Karenanya posisi dunia perjuangan ( Swasta/BUMN) sangat penting untuk menjadi sumber penerimaan negara. Artinya benar benar kekuatan negara didapat dari service fee atas legitimate yang diberikan kepada dunia perjuangan untuk mendapat keuntungan sebesar mungkin di bumi pertiwi ini. Investor atau kreditur akan melihat kebijakan negara dalam soal bisnis. Makanya indikator Easy doing of Business dan logistic index sangat diperhatikan. Dan ini tercermin dalam paket deregulasi ekonomi yang dikeluarkan pemerintah. Termasuk indikator CPI ( corruption perception index) diperhatikan semoga memastikan utang tidak dikorup.
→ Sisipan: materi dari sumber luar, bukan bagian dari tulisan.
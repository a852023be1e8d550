//! Map marker emission for the presentation layer.
//!
//! The map itself is rendered elsewhere; this module only decides where the
//! view is centred and what each pin says.

use std::io::Write;

use serde::Serialize;

use crate::facility::{Coordinates, FacilityRecord};

pub const DEFAULT_ZOOM: u8 = 6;

#[derive(Debug, Clone, PartialEq, Serialize)]
pub struct MapMarker {
    pub latitude: f64,
    pub longitude: f64,
    pub label: String,
    #[serde(skip_serializing_if = "Option::is_none")]
    pub distance_miles: Option<f64>,
}

#[derive(Debug, Clone, PartialEq, Serialize)]
pub struct MapView {
    pub center: Coordinates,
    pub zoom: u8,
    pub markers: Vec<MapMarker>,
}

/// Builds a map view over the locatable records among `records`, each paired
/// with an optional distance. The centre is the mean latitude and longitude
/// of the markers.
///
/// Returns `None` when no record is locatable.
pub fn map_view<'a, I>(records: I) -> Option<MapView>
where
    I: IntoIterator<Item = (&'a FacilityRecord, Option<f64>)>,
{
    let markers: Vec<MapMarker> = records
        .into_iter()
        .filter_map(|(record, distance_miles)| {
            let coords = record.coordinates()?;
            Some(MapMarker {
                latitude: coords.latitude,
                longitude: coords.longitude,
                label: marker_label(record),
                distance_miles,
            })
        })
        .collect();

    if markers.is_empty() {
        return None;
    }

    #[allow(clippy::cast_precision_loss)]
    let count = markers.len() as f64;
    let center = Coordinates {
        latitude: markers.iter().map(|m| m.latitude).sum::<f64>() / count,
        longitude: markers.iter().map(|m| m.longitude).sum::<f64>() / count,
    };

    Some(MapView {
        center,
        zoom: DEFAULT_ZOOM,
        markers,
    })
}

/// Writes `view` as pretty-printed JSON for a map front end.
///
/// # Errors
///
/// Returns [`serde_json::Error`] if writing to `writer` fails.
pub fn write_map_json<W: Write>(view: &MapView, writer: W) -> Result<(), serde_json::Error> {
    serde_json::to_writer_pretty(writer, view)
}

fn marker_label(record: &FacilityRecord) -> String {
    match (&record.city, &record.state) {
        (Some(city), Some(state)) => format!("{}<br>{city}, {state}", record.name),
        _ => match &record.address {
            Some(address) if *address != record.name => {
                format!("{}<br>{address}", record.name)
            }
            _ => record.name.clone(),
        },
    }
}
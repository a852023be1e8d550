//! File outputs: CSV tables and map marker JSON.

use std::fs::File;
use std::io::BufWriter;
use std::path::Path;

use anyhow::Context;
use radiusos_core::{MapView, RankedResult, Table};

pub(crate) fn write_table_file(path: &Path, table: &Table) -> anyhow::Result<()> {
    let file = create(path)?;
    radiusos_core::write_table_csv(table, file)
        .with_context(|| format!("failed to write {}", path.display()))?;
    println!("Wrote {} rows to {}", table.records.len(), path.display());
    Ok(())
}

pub(crate) fn write_results_file(
    path: &Path,
    table: &Table,
    results: &[RankedResult<'_>],
) -> anyhow::Result<()> {
    let file = create(path)?;
    radiusos_core::write_results_csv(table, results, file)
        .with_context(|| format!("failed to write {}", path.display()))?;
    println!("Wrote {} results to {}", results.len(), path.display());
    Ok(())
}

/// Writes `view` as JSON, or reports that there is nothing to map.
pub(crate) fn write_markers_file(path: &Path, view: Option<&MapView>) -> anyhow::Result<()> {
    let Some(view) = view else {
        println!("No locatable facilities; skipped {}", path.display());
        return Ok(());
    };
    let file = create(path)?;
    radiusos_core::write_map_json(view, file)
        .with_context(|| format!("failed to write {}", path.display()))?;
    println!("Wrote {} markers to {}", view.markers.len(), path.display());
    Ok(())
}

fn create(path: &Path) -> anyhow::Result<BufWriter<File>> {
    let file = File::create(path).with_context(|| format!("failed to create {}", path.display()))?;
    Ok(BufWriter::new(file))
}
use thiserror::Error;

/// Provider-side failures. These never escape the [`crate::Geocoder`]
/// boundary: the client logs them and reports the address as unresolved.
#[derive(Debug, Error)]
pub enum GeocodeError {
    /// Network, TLS or timeout failure from the underlying HTTP client.
    #[error("HTTP error: {0}")]
    Http(#[from] reqwest::Error),

    #[error("unexpected HTTP status {status} from geocoding provider")]
    UnexpectedStatus { status: u16 },

    /// The response body could not be deserialized into the expected type.
    #[error("JSON deserialization error for {context}: {source}")]
    Deserialize {
        context: String,
        #[source]
        source: serde_json::Error,
    },

    #[error("provider returned unusable coordinates lat={lat:?} lon={lon:?}")]
    InvalidCoordinates { lat: String, lon: String },

    #[error("invalid geocoder base URL '{base_url}': {reason}")]
    InvalidBaseUrl { base_url: String, reason: String },
}
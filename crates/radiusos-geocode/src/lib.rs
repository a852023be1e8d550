//! Geocoding for RadiusOS: the [`Geocoder`] capability, a Nominatim-compatible
//! HTTP client, the throttled bulk pass over a facility table, and the
//! search pipeline that ties a geocoded search address to the radius ranker.

pub mod batch;
pub mod client;
pub mod config;
pub mod error;
pub mod geocoder;
pub mod search;
pub(crate) mod types;

pub use batch::{geocode_missing, BulkGeocodeReport};
pub use client::NominatimClient;
pub use config::GeocoderConfig;
pub use error::GeocodeError;
pub use geocoder::Geocoder;
pub use search::{search, SearchError, SearchOutcome};
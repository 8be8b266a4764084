//! Discovery payload of the `device_trigger` component, generated by `discovery-gen`.

use crate::model::{Announce, Component, Device};
use crate::utils::is_default;

/// Discovery payload of a `device_trigger` entity.
#[derive(Clone, Debug, Default, PartialEq, Eq, serde::Deserialize, serde::Serialize)]
#[cfg_attr(feature = "schemars", derive(schemars::JsonSchema))]
#[serde(default)]
pub struct DeviceTrigger {
    /// The type of automation, must be 'trigger'.
    pub automation_type: String,

    /// Information about the device this device trigger is a part of to tie it into the [device
    /// registry](https://developers.home-assistant.io/docs/en/device_registry_index.html). At least
    /// one of identifiers or connections must be present to identify the device.
    pub device: Option<Device>,

    /// Optional payload to match the payload being sent over the topic.
    #[serde(skip_serializing_if = "String::is_empty")]
    pub payload: String,

    /// Must be `device_automation`. Only allowed and required in [MQTT auto discovery device
    /// messages](/integrations/mqtt/#device-discovery-payload)
    pub platform: String,

    /// The maximum QoS level to be used when receiving and publishing messages.
    ///
    /// Default: `0`
    #[serde(skip_serializing_if = "is_default")]
    pub qos: i64,

    /// The subtype of the trigger, e.g. `button_1`. Entries supported by the frontend: `turn_on`,
    /// `turn_off`, `button_1`, `button_2`, `button_3`, `button_4`, `button_5`, `button_6`. If set
    /// to an unsupported value, will render as `subtype type`, e.g. `left_button pressed` with
    /// `type` set to `button_short_press` and `subtype` set to `left_button`.
    pub subtype: String,

    /// The MQTT topic subscribed to receive trigger events.
    pub topic: String,

    /// The type of the trigger, e.g. `button_short_press`. Entries supported by the frontend:
    /// `button_short_press`, `button_short_release`, `button_long_press`, `button_long_release`,
    /// `button_double_press`, `button_triple_press`, `button_quadruple_press`,
    /// `button_quintuple_press`. If set to an unsupported value, will render as `subtype type`,
    /// e.g. `button_1 spammed` with `type` set to `spammed` and `subtype` set to `button_1`.
    pub r#type: String,

    /// Defines a
    /// [template](/docs/configuration/templating/#using-templates-with-the-mqtt-integration) to
    /// extract the value.
    #[serde(skip_serializing_if = "String::is_empty")]
    pub value_template: String,
}

impl Announce for DeviceTrigger {
    const COMPONENT: Component = Component::DeviceTrigger;
}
Real Effective Exchange Rate (REER) juga diperhatikan untuk mengetahui orientasi kebijakan kurs mata uang benar benar mendukung produksi.
Atas dasar pertimbangan data indek yang ada tersebutlah maka investor atau kreditur mau membeli surat utang negara dalam rangka menutupi defisit anggaran. Kalau indikator tersebut semua negatif maka mustahil surat utang dibeli oleh investor atau kreditur. Mana anda investor bego. Apalagi utang itu ialah utang fiskal , yang terperinci bukan utang negara dalam bentuk sovereign guarantee. Utang itu dijamin oleh proyek itu sendiri yang sumber pembayarannya dari penerimaan negara. Semakin tinggi utang semakin besar penambahan asset negara. Karena utang tidak digunakan untuk konsumsi ibarat subsidi BBM masa SBY.
Dengan demikian utang bukanlah hal yang dikawatirkan. Tetapi suatu bukti bahwa kepercayaan luar kepada pemerintah tinggi. Rating surat utang kita oleh tiga forum international pemeringkat imbas berkatagori investment grade. Kepercayaan ini bukan alasannya ialah politik ibarat Turki sanggup santunan dari Qatar atau China tetapi business as usual. Kalau engga feasible ya engga sanggup duit. Kalau pemerintah tidak profesional dan reputable, ya mana mungkin SBN laris dipasar.